** Opening Records supplied block **

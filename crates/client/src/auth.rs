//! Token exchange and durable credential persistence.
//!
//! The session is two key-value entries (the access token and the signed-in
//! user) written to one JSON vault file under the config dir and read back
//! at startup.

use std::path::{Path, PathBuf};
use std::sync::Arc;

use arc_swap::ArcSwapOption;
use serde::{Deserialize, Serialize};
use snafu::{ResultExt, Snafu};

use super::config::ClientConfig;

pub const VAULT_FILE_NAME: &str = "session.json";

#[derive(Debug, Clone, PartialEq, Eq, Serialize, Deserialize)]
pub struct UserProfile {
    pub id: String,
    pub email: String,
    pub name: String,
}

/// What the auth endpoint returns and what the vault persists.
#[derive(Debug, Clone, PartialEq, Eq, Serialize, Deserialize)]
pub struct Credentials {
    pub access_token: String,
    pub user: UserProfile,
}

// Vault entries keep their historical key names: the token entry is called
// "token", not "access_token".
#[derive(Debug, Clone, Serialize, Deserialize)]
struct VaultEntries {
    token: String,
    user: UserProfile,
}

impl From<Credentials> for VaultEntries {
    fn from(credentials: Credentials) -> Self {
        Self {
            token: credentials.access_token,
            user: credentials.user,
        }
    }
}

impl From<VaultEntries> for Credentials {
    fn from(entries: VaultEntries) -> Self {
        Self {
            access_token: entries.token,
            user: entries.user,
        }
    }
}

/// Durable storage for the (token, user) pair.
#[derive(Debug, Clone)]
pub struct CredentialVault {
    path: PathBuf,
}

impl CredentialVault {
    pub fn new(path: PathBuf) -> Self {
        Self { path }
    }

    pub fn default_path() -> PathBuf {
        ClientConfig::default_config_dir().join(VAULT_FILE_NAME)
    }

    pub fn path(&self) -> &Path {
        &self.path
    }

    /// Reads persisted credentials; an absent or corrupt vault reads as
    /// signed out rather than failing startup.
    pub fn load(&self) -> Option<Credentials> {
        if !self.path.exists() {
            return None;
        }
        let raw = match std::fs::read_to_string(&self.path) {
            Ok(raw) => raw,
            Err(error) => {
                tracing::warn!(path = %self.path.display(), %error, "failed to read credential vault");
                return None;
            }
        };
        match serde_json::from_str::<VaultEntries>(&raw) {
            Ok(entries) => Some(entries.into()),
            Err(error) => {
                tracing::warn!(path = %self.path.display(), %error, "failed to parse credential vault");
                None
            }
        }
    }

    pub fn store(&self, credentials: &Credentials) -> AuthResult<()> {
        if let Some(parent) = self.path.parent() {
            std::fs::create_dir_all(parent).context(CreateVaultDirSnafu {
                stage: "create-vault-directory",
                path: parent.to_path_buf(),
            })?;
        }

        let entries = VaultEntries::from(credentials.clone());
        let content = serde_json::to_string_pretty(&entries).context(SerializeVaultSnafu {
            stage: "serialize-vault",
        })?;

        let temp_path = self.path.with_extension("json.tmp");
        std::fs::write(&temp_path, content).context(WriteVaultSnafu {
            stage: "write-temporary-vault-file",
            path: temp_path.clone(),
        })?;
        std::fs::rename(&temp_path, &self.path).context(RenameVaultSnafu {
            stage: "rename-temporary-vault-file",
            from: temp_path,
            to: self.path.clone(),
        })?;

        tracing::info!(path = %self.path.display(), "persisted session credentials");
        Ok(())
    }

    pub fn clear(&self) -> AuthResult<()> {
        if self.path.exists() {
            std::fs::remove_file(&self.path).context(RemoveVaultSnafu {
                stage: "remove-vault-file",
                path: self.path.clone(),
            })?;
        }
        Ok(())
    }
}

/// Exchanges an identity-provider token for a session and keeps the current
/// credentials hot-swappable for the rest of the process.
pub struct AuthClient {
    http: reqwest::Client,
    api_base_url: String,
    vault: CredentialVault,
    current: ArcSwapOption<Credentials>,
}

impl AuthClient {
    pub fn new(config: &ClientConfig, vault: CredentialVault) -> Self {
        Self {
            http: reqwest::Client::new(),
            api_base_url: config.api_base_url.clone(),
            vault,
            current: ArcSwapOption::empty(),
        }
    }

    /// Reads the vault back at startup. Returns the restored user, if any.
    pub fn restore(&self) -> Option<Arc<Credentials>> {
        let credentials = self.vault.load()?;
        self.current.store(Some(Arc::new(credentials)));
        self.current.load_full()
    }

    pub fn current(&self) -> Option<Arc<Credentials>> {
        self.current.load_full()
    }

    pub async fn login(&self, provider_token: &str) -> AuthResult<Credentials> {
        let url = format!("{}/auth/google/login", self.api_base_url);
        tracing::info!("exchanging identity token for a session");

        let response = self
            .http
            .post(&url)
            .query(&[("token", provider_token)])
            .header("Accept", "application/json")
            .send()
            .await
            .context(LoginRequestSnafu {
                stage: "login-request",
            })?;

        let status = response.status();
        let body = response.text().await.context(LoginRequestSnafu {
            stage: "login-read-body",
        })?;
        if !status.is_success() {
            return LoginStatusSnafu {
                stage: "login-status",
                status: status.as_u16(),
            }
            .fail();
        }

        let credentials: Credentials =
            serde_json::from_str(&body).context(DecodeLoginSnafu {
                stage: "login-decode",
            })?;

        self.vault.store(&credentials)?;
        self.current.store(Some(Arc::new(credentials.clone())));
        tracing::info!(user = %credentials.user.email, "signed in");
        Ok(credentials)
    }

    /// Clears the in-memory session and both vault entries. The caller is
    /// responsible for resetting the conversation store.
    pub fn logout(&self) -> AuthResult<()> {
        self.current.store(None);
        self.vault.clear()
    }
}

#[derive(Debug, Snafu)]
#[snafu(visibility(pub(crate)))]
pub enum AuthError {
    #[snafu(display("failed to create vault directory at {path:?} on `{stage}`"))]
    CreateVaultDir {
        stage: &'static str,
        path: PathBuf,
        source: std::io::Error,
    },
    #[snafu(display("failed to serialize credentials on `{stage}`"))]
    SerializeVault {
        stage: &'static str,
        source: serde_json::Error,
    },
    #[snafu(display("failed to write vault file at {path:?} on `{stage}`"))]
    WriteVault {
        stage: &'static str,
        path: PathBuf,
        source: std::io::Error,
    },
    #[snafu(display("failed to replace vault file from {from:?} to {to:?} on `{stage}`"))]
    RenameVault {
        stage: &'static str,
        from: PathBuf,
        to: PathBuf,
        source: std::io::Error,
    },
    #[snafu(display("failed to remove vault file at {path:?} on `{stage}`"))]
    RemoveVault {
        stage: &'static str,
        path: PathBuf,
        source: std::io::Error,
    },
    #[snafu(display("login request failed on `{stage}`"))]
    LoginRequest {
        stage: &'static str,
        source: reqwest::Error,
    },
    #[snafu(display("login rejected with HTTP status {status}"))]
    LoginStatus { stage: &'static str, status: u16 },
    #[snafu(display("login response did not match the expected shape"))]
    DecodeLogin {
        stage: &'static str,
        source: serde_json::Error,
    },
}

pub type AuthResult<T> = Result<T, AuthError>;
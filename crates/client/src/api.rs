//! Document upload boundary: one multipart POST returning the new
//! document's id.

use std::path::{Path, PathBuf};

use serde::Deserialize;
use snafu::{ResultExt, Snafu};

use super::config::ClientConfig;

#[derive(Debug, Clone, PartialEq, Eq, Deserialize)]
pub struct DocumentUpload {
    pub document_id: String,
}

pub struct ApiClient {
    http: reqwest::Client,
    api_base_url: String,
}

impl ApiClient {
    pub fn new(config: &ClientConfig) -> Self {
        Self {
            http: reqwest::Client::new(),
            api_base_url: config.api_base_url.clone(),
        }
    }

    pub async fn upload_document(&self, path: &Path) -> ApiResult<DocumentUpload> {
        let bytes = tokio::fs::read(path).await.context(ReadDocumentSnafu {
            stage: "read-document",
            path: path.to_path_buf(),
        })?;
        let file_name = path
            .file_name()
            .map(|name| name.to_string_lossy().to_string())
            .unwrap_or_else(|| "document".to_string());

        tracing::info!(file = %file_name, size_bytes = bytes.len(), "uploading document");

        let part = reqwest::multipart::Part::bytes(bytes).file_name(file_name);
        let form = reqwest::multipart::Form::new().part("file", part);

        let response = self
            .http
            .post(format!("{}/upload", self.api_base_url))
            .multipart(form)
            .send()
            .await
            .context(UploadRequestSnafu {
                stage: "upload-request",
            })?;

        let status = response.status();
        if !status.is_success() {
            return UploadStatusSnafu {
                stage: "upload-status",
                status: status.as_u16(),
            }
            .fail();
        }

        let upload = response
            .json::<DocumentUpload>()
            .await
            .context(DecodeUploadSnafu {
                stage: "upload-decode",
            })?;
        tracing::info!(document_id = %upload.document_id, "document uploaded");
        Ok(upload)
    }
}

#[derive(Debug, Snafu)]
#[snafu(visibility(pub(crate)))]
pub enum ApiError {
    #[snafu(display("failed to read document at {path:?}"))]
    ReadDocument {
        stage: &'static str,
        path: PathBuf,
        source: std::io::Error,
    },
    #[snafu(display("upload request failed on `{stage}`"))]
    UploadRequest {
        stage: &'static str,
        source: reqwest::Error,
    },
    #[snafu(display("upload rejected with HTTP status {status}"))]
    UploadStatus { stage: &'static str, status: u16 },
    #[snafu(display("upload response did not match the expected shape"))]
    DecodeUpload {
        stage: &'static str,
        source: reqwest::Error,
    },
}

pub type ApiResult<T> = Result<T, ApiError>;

** Closing Records supplied block **

Exercise requirements: For each line in the data above that contains the string "identity", extract the line.

Solution:
/// Exchanges an identity-provider token for a session and keeps the current
        tracing::info!("exchanging identity token for a session");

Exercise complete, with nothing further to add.